SELECT m::date - 1 AS month_last_date
FROM generate_series(timestamp '2017-02-01' - interval '11 month' -- for 12 months
, timestamp '2017-02-01'
, interval '1 mon') m;
Input is the first day of the next month - or calculate it from any given date or timestamp with:
SELECT date_trunc('month', timestamp '2017-01-17' + interval '1 month')::date AS next_mon1
Related:
How do I determine the last day of the previous month using PostgreSQL?
Create list with first and last day of month for given period
Not sure you actually need DISTINCT. Typically, (agent_id, month_last_date) would be defined unique, then remove DISTINCT ...
Be sure to use the LEFT JOIN correctly.

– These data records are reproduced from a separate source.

//! `hashnav navigate`: Run one navigation and print the result.

use std::path::Path;

use hashnav_core::{Document, NavigationReport, SidebarOutcome};

use super::{CommandResult, describe, open_site};

pub async fn run(config_path: Option<&Path>, hash: Option<&str>, html: bool) -> CommandResult {
    let site = open_site(config_path, hash).await?;

    site.controller.mount_includes().await;
    let report = site.controller.navigate().await;

    match &report {
        NavigationReport::Completed(done) => {
            println!("  Route:    {}", done.route);
            println!("  Title:    {}", done.title);
            println!("  Main:     {}", describe(&done.main));
            match &done.sidebar {
                SidebarOutcome::Hidden => println!("  Sidebar:  hidden"),
                SidebarOutcome::Shown(outcome) => println!("  Sidebar:  {}", describe(outcome)),
            }
        }
        NavigationReport::Superseded { route, .. } => {
            println!("  Route:    {route} (superseded)");
        }
    }
    println!();

    if html {
        println!("{}", site.document.to_html());
    } else if let Some(content) = site.document.content(&site.config.mounts.main) {
        println!("{}", content.trim());
    }

    Ok(())
}
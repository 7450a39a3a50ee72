//! Document trait: the abstraction over the host document.
//!
//! The router never touches markup directly. It writes fragments into
//! mount points, flips visibility and layout flags, sets the title, and
//! the UI initializers query elements and attach listeners, all through
//! this trait. `hashnav-dom` provides the headless implementation.

use std::sync::Arc;

use crate::error::DomError;

/// Opaque handle to an element. Stable for the element's lifetime; an
/// element removed by a content replacement never comes back, and its
/// handle is never reused.
#[derive(Debug, Clone, Copy, PartialEq, Eq, Hash, PartialOrd, Ord)]
pub struct ElementRef(u64);

impl ElementRef {
    pub const fn new(raw: u64) -> Self {
        Self(raw)
    }

    pub const fn raw(self) -> u64 {
        self.0
    }
}

/// A single-condition element selector.
#[derive(Debug, Clone, PartialEq, Eq)]
pub enum Selector {
    /// `#id`
    Id(String),
    /// `.class`
    Class(String),
    /// `[attr]`
    Attr(String),
    /// `tag`
    Tag(String),
}

impl Selector {
    pub fn id(id: impl Into<String>) -> Self {
        Self::Id(id.into())
    }

    pub fn class(class: impl Into<String>) -> Self {
        Self::Class(class.into())
    }

    pub fn attr(name: impl Into<String>) -> Self {
        Self::Attr(name.into())
    }

    pub fn tag(name: impl Into<String>) -> Self {
        Self::Tag(name.into())
    }
}

#[derive(Debug, Clone, Copy, PartialEq, Eq, Hash)]
pub enum EventKind {
    Click,
    KeyDown,
}

/// Where a listener is attached.
#[derive(Debug, Clone, Copy, PartialEq, Eq, Hash)]
pub enum EventTarget {
    Document,
    Element(ElementRef),
}

/// An event as seen by a listener.
#[derive(Debug, Clone, PartialEq, Eq)]
pub struct DomEvent {
    pub kind: EventKind,
    /// The element the event was dispatched on; `None` for document-level events.
    pub target: Option<ElementRef>,
    /// Key name for `KeyDown` (e.g. `"Escape"`).
    pub key: Option<String>,
}

impl DomEvent {
    pub fn click(target: ElementRef) -> Self {
        Self {
            kind: EventKind::Click,
            target: Some(target),
            key: None,
        }
    }

    pub fn key_down(key: impl Into<String>) -> Self {
        Self {
            kind: EventKind::KeyDown,
            target: None,
            key: Some(key.into()),
        }
    }
}

/// Event listener. Receives the document so it can mutate it without
/// holding its own reference.
pub type Listener = Arc<dyn Fn(&dyn Document, &DomEvent) + Send + Sync>;

/// Called when an observed element first crosses its visibility threshold.
pub type IntersectionCallback = Arc<dyn Fn(&dyn Document, ElementRef) + Send + Sync>;

/// The host document.
///
/// Mutations on handles of removed elements are silently ignored, as they
/// would be on detached nodes.
pub trait Document: Send + Sync {
    // --- Mount points ---

    /// Whether an element with this id exists.
    fn has_mount(&self, id: &str) -> bool;

    /// Replace the content of the element with this id.
    fn set_content(&self, id: &str, markup: &str) -> std::result::Result<(), DomError>;

    /// Current inner markup of the element with this id.
    fn content(&self, id: &str) -> Option<String>;

    /// Toggle the `hidden` state of the element with this id.
    fn set_hidden(&self, id: &str, hidden: bool) -> std::result::Result<(), DomError>;

    fn is_hidden(&self, id: &str) -> Option<bool>;

    // --- Document metadata ---

    fn title(&self) -> String;

    fn set_title(&self, title: &str);

    /// Toggle a class on the layout root (the `<body>`).
    fn set_layout_flag(&self, class: &str, on: bool);

    fn has_layout_flag(&self, class: &str) -> bool;

    // --- Elements ---

    /// All matching elements in document order. With `scope`, only
    /// descendants of the element with that id.
    fn query_all(&self, scope: Option<&str>, selector: &Selector) -> Vec<ElementRef>;

    /// The element itself or its nearest ancestor matching `selector`.
    fn closest(&self, element: ElementRef, selector: &Selector) -> Option<ElementRef>;

    fn has_class(&self, element: ElementRef, class: &str) -> bool;

    fn add_class(&self, element: ElementRef, class: &str);

    fn remove_class(&self, element: ElementRef, class: &str);

    fn attribute(&self, element: ElementRef, name: &str) -> Option<String>;

    fn set_attribute(&self, element: ElementRef, name: &str, value: &str);

    fn remove_attribute(&self, element: ElementRef, name: &str);

    // --- Events ---

    fn add_listener(&self, target: EventTarget, kind: EventKind, listener: Listener);

    // --- Intersection observation ---

    /// Whether the host can observe viewport intersection at all.
    fn supports_intersection(&self) -> bool;

    /// Observe `element`; replaces any previous observation of it.
    fn observe_intersection(&self, element: ElementRef, threshold: f32, callback: IntersectionCallback);

    fn unobserve(&self, element: ElementRef);
}
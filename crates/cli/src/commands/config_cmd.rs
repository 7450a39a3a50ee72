//! `hashnav config`: Print the effective configuration.

use std::path::Path;

use hashnav_config::RouterConfig;

use super::CommandResult;

pub async fn run(config_path: Option<&Path>, default: bool) -> CommandResult {
    if default {
        print!("{}", RouterConfig::default_toml());
        return Ok(());
    }

    let config = RouterConfig::load(config_path)?;
    print!("{}", toml::to_string_pretty(&config)?);
    Ok(())
}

Join conditions go into the join clause, not the WHERE clause:
Explain JOIN vs. LEFT JOIN and WHERE condition performance suggestion in more detail
Finally, default to 0 with COALESCE where NULL values are filled in by the LEFT JOIN.
Note that COALESCE cannot distinguish between actual NULL values from the right table and NULL values filled in for missing rows. If your columns are not defined NOT NULL, there may be ambiguity to address.
As I see, you need generate last days of all last 6 months, before certain date. (before "2017-01-31" in this case).
If I correctly understand, then you can use this query, which generates all of these days
SELECT (date_trunc('MONTH', mnth) + INTERVAL '1 MONTH - 1 day')::DATE
FROM
generate_series('2017-01-31'::date - interval '6 month', '2017-01-31'::date, '1 month') as mnth;
You just need LEFT JOIN this query to your existing query, and you get desirable result
Please note that this will returns 7 record (days), not 6.